Before Paige, the term nonverbal to me sounded almost like an excuse (prepare yourself to see how immature, judgmental, and ignorant I was before I entered the world of special needs) It sounded like an excuse for an ill behaved child – parents who didn’t do enough, and allowed their child to sit and scream. “In my home I won’t have that” I said to myself. And I moved along in my own little bubble, thinking my worldview and perspective was correct in every way. I had no idea what autism was or learning difficulties. In all honesty, I had no clue what neuro-divergent children really were. I was in my bubble.
This bubble is one of the reasons I chose to start sharing. “Dr Mom” is not to become popular or bring attention to myself. It is to try and bridge a gap – a gap that I needed to walk across, but I was too ignorant to do so.

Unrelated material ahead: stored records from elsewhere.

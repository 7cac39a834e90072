//! Command-line interface, parsed with `clap`.
//!
//! ```no_run
//! use clap::Parser;
//! use helpdesk_resolver::commands::{Cli, Commands};
//!
//! let cli = Cli::parse();
//! if let Commands::Ask { question, user } = cli.command {
//!     println!("{user} asks {question}");
//! }
//! ```

use std::path::PathBuf;

use clap::{Parser, Subcommand};

#[derive(Parser, Debug)]
#[command(author, version, about, long_about = None, propagate_version = true, color = clap::ColorChoice::Always)]
pub struct Cli {
    /// Config file; defaults to `<config_dir>/config.yaml`.
    #[arg(short, long, global = true, env = "HELPDESK_CONFIG")]
    pub config: Option<PathBuf>,

    #[command(subcommand)]
    pub command: Commands,
}

#[derive(Subcommand, Debug, PartialEq)]
#[command(about, long_about = None, color = clap::ColorChoice::Always)]
pub enum Commands {
    /// Resolve one question and print the answer.
    #[clap(name = "ask", alias = "a")]
    Ask {
        question: String,

        /// User id used for rate limiting.
        #[arg(short, long, default_value = "cli")]
        user: String,
    },

    /// Read questions from stdin, one per line, with periodic knowledge refresh.
    #[clap(name = "interactive", alias = "i")]
    Interactive {
        #[arg(short, long, default_value = "cli")]
        user: String,
    },

    /// Rebuild the knowledge index once and print the report.
    Sync,

    /// Write the default config and prompt templates.
    Init,
}

#[cfg(test)]
mod tests {
    use super::*;

    #[test]
    fn test_parse_ask() {
        let cli = Cli::parse_from(["helpdesk", "ask", "касса не включается", "-u", "42"]);
        assert_eq!(
            cli.command,
            Commands::Ask {
                question: "касса не включается".to_string(),
                user: "42".to_string()
            }
        );
        assert_eq!(cli.config, None);
    }

    #[test]
    fn test_parse_global_config_and_alias() {
        let cli = Cli::parse_from(["helpdesk", "i", "--config", "/tmp/c.yaml"]);
        assert_eq!(
            cli.command,
            Commands::Interactive {
                user: "cli".to_string()
            }
        );
        assert_eq!(cli.config, Some(PathBuf::from("/tmp/c.yaml")));
    }
}
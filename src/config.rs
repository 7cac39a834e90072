//! Loading and handling the resolver's configuration.
//!
//! [`ResolverConfig`] holds every tunable of the pipeline, the synchronizer and
//! the shipped adapters. Every field has a serde default, so a YAML file only
//! needs the values that differ (usually the API key and sheet id).
//!
//! # Examples
//!
//! ```no_run
//! use helpdesk_resolver::config::{ResolverConfig, load_config};
//!
//! let config: ResolverConfig = load_config("/path/to/config.yaml").unwrap();
//! println!("{:?}", config.retrieval.distance_threshold);
//! ```
//!
//! A minimal file:
//!
//! ```yaml
//! api_key: "gsk_..."
//! api_base: "https://api.groq.com/openai/v1"
//! model: "llama-3.1-8b-instant"
//! source:
//!   sheet_id: "1AbC..."
//!   api_key: "AIza..."
//! admins: ["123456789"]
//! ```

use std::{error::Error, fs, time::Duration};

use serde::{Deserialize, Serialize};
use tracing::debug;

use crate::guard::{MismatchRule, default_rules};
use crate::retry::RetryPolicy;

/// Represents the application's configuration.
#[derive(Serialize, Deserialize, Debug, PartialEq, Clone)]
#[serde(default)]
pub struct ResolverConfig {
    /// Key for the OpenAI-compatible generation endpoint.
    pub api_key: String,

    /// Base URL of the OpenAI-compatible endpoint, including `/v1`.
    pub api_base: String,

    /// Chat model used for the fallback and paraphrase stages.
    pub model: String,

    /// User ids allowed to run admin commands.
    pub admins: Vec<String>,

    /// Start with resolution paused.
    pub start_paused: bool,

    /// Question-term → forbidden-answer-term rules. Symmetry is added on load.
    pub mismatch_rules: Vec<MismatchRule>,

    pub embedding: EmbeddingConfig,
    pub source: SourceConfig,
    pub retrieval: RetrievalConfig,
    pub cache: CacheConfig,
    pub rate_limit: RateLimitConfig,
    pub generative: GenerativeConfig,
    pub paraphrase: ParaphraseConfig,
    pub retry: RetryConfig,
    pub sync: SyncConfig,
    pub alerting: AlertConfig,
}

impl Default for ResolverConfig {
    fn default() -> Self {
        Self {
            api_key: String::new(),
            api_base: "https://api.groq.com/openai/v1".to_string(),
            model: "llama-3.1-8b-instant".to_string(),
            admins: Vec::new(),
            start_paused: false,
            mismatch_rules: default_rules(),
            embedding: EmbeddingConfig::default(),
            source: SourceConfig::default(),
            retrieval: RetrievalConfig::default(),
            cache: CacheConfig::default(),
            rate_limit: RateLimitConfig::default(),
            generative: GenerativeConfig::default(),
            paraphrase: ParaphraseConfig::default(),
            retry: RetryConfig::default(),
            sync: SyncConfig::default(),
            alerting: AlertConfig::default(),
        }
    }
}

/// Sentence embedding models. Each category may use its own model; a
/// collection is always rebuilt whole with the model it is bound to.
#[derive(Serialize, Deserialize, Debug, PartialEq, Clone)]
#[serde(default)]
pub struct EmbeddingConfig {
    pub general_model: String,
    pub technical_model: String,
    /// hf-hub revision used for both models.
    pub revision: String,
    /// Per-model LRU capacity.
    pub cache_capacity: usize,
}

impl Default for EmbeddingConfig {
    fn default() -> Self {
        Self {
            general_model: "sentence-transformers/all-MiniLM-L6-v2".to_string(),
            technical_model: "sentence-transformers/all-MiniLM-L6-v2".to_string(),
            revision: "main".to_string(),
            cache_capacity: 4096,
        }
    }
}

/// Google Sheets values API.
#[derive(Serialize, Deserialize, Debug, PartialEq, Clone)]
#[serde(default)]
pub struct SourceConfig {
    pub sheet_id: String,
    pub api_base: String,
    /// OAuth bearer token; takes precedence over `api_key`.
    pub bearer_token: Option<String>,
    pub api_key: Option<String>,
    pub general_range: String,
    pub technical_range: String,
}

impl Default for SourceConfig {
    fn default() -> Self {
        Self {
            sheet_id: String::new(),
            api_base: "https://sheets.googleapis.com".to_string(),
            bearer_token: None,
            api_key: None,
            general_range: "Support!A:B".to_string(),
            technical_range: "Technical!A:B".to_string(),
        }
    }
}

#[derive(Serialize, Deserialize, Debug, PartialEq, Clone)]
#[serde(default)]
pub struct RetrievalConfig {
    /// A vector hit is accepted only strictly below this cosine distance.
    pub distance_threshold: f32,
    /// Longer messages are ignored outright.
    pub max_query_chars: usize,
    /// Character budget for the knowledge text embedded in the fallback prompt.
    pub knowledge_prompt_chars: usize,
}

impl Default for RetrievalConfig {
    fn default() -> Self {
        Self {
            distance_threshold: 0.65,
            max_query_chars: 1000,
            knowledge_prompt_chars: 12_000,
        }
    }
}

#[derive(Serialize, Deserialize, Debug, PartialEq, Clone)]
#[serde(default)]
pub struct CacheConfig {
    pub ttl_secs: u64,
    pub capacity: usize,
}

impl Default for CacheConfig {
    fn default() -> Self {
        Self {
            ttl_secs: 2 * 60 * 60,
            capacity: 1000,
        }
    }
}

impl CacheConfig {
    pub fn ttl(&self) -> Duration {
        Duration::from_secs(self.ttl_secs)
    }
}

#[derive(Serialize, Deserialize, Debug, PartialEq, Clone)]
#[serde(default)]
pub struct RateLimitConfig {
    pub max_requests: usize,
    pub window_secs: u64,
    /// Idle windows are pruned once this many users are tracked.
    pub max_tracked_users: usize,
}

impl Default for RateLimitConfig {
    fn default() -> Self {
        Self {
            max_requests: 10,
            window_secs: 60,
            max_tracked_users: 10_000,
        }
    }
}

impl RateLimitConfig {
    pub fn window(&self) -> Duration {
        Duration::from_secs(self.window_secs)
    }
}

#[derive(Serialize, Deserialize, Debug, PartialEq, Clone)]
#[serde(default)]
pub struct GenerativeConfig {
    pub enabled: bool,
    /// Simultaneous outbound calls.
    pub max_concurrent: usize,
    /// Hard timeout per call, clamped to 15–25 s.
    pub timeout_ms: u64,
    /// Overall budget for one `resolve` call.
    pub request_deadline_ms: u64,
    pub max_tokens: u32,
    pub temperature: f32,
    /// Accepted answers must be longer than this many characters.
    pub min_answer_chars: usize,
    /// A response starting with any of these is an abstention.
    pub abstention_markers: Vec<String>,
    /// Template name under `<config_dir>/templates/`.
    pub template: String,
}

impl Default for GenerativeConfig {
    fn default() -> Self {
        Self {
            enabled: true,
            max_concurrent: 3,
            timeout_ms: 20_000,
            request_deadline_ms: 28_000,
            max_tokens: 250,
            temperature: 0.7,
            min_answer_chars: 10,
            abstention_markers: vec![
                "Не нашёл точного решения".to_string(),
                "Не нашел точного решения".to_string(),
            ],
            template: "fallback".to_string(),
        }
    }
}

impl GenerativeConfig {
    pub const MIN_TIMEOUT_MS: u64 = 15_000;
    pub const MAX_TIMEOUT_MS: u64 = 25_000;

    /// Per-call timeout within the allowed range.
    pub fn timeout(&self) -> Duration {
        Duration::from_millis(
            self.timeout_ms
                .clamp(Self::MIN_TIMEOUT_MS, Self::MAX_TIMEOUT_MS),
        )
    }

    pub fn request_deadline(&self) -> Duration {
        Duration::from_millis(self.request_deadline_ms)
    }
}

#[derive(Serialize, Deserialize, Debug, PartialEq, Clone)]
#[serde(default)]
pub struct ParaphraseConfig {
    pub enabled: bool,
    pub max_tokens: u32,
    pub temperature: f32,
    pub timeout_ms: u64,
    pub template: String,
}

impl Default for ParaphraseConfig {
    fn default() -> Self {
        Self {
            enabled: false,
            max_tokens: 300,
            temperature: 0.3,
            timeout_ms: 8_000,
            template: "paraphrase".to_string(),
        }
    }
}

#[derive(Serialize, Deserialize, Debug, PartialEq, Clone)]
#[serde(default)]
pub struct RetryConfig {
    pub max_attempts: usize,
    pub base_delay_ms: u64,
}

impl Default for RetryConfig {
    fn default() -> Self {
        Self {
            max_attempts: 3,
            base_delay_ms: 500,
        }
    }
}

impl RetryConfig {
    pub fn policy(&self) -> RetryPolicy {
        RetryPolicy::new(self.max_attempts, Duration::from_millis(self.base_delay_ms))
    }
}

#[derive(Serialize, Deserialize, Debug, PartialEq, Clone)]
#[serde(default)]
pub struct SyncConfig {
    pub initial_delay_secs: u64,
    pub interval_secs: u64,
}

impl Default for SyncConfig {
    fn default() -> Self {
        Self {
            initial_delay_secs: 10,
            interval_secs: 300,
        }
    }
}

/// Error-rate alerting over the most recent outcomes.
#[derive(Serialize, Deserialize, Debug, PartialEq, Clone)]
#[serde(default)]
pub struct AlertConfig {
    pub window: usize,
    pub min_samples: usize,
    /// Fraction of errors in the window, 0.0–1.0.
    pub threshold: f64,
}

impl Default for AlertConfig {
    fn default() -> Self {
        Self {
            window: 100,
            min_samples: 20,
            threshold: 0.25,
        }
    }
}

/// Loads the application's configuration from a YAML file.
///
/// # Examples
///
/// ```no_run
/// use helpdesk_resolver::config::load_config;
///
/// match load_config("/path/to/config.yaml") {
///     Ok(config) => println!("{:?}", config),
///     Err(err) => eprintln!("Error loading config: {}", err),
/// }
/// ```
pub fn load_config(file: &str) -> Result<ResolverConfig, Box<dyn Error>> {
    debug!("Loading config: {}", file);
    let content = fs::read_to_string(file)?;
    let config: ResolverConfig = serde_yaml::from_str(&content)?;
    Ok(config)
}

The term “Nonverbal” is one of these issues. We label, we move on, and we have no interest in even trying to communicate. We watch the mom but even then, we may be tempted to say things like “She’s just enabling” or “Well if she just said be quiet he would stop!”. You see this everywhere – with tourette syndrome, Asperger’s, autism, neuro-disorders – children and their parents are put in this little box, and understanding is extremely hard to receive unless you’re in the box with them.
I am still ignorant in many ways, yet Paige has taught me a lot. And my sweet nurse, with her own autistic son, has taught me so many things – yet I know she wouldn’t write this herself!
Here’s a few tips to help understand communication with nonverbal children…. I hope it helps us get out of our bubble, and perhaps merge the little boxes we’ve created.
What does nonverbal even mean?
Nonverbal is a funny way to put it, because in all reality our kiddos tend to be even more verbal at times. I’d like to put it “non-wordy”. I know, I know, that’s not even a word, but for our emotional sakes it’ll help. Children who are categorized as “nonverbal” are those who do not use words for communication. Or, they may just have ten words to pick from. Your child may say “My tummy hurts so I can’t clean my room” or “I don’t want to go” – you may use their tone in order to understand what they mean by that. A non-wordy child may simply say “No” in connection with a pretty loud noise or moan – and the noise will indicate to you what they mean. Noise, hand movements, and expression are their ways to communicate. Words are just too detailed, mom!
There are obviously more reasons than I know for these things. Nerve pathways are how we know how to understand people speaking, then interpret it in our own head, and come up with a response. We also use how our body feels and our emotions to impact what words we use. Like “I’m fine” is really a lie, most of the time, and we usually determine by expression and tone how they actually are feeling. Nonverbal kids to me are the most honest of us…
How to Communicate with “Nonwordy” Kiddos or Adults

Again, I only have my 2.5 toddler with a trach as experience and what I’ve learned from all my autistic mom friends, so bear with me!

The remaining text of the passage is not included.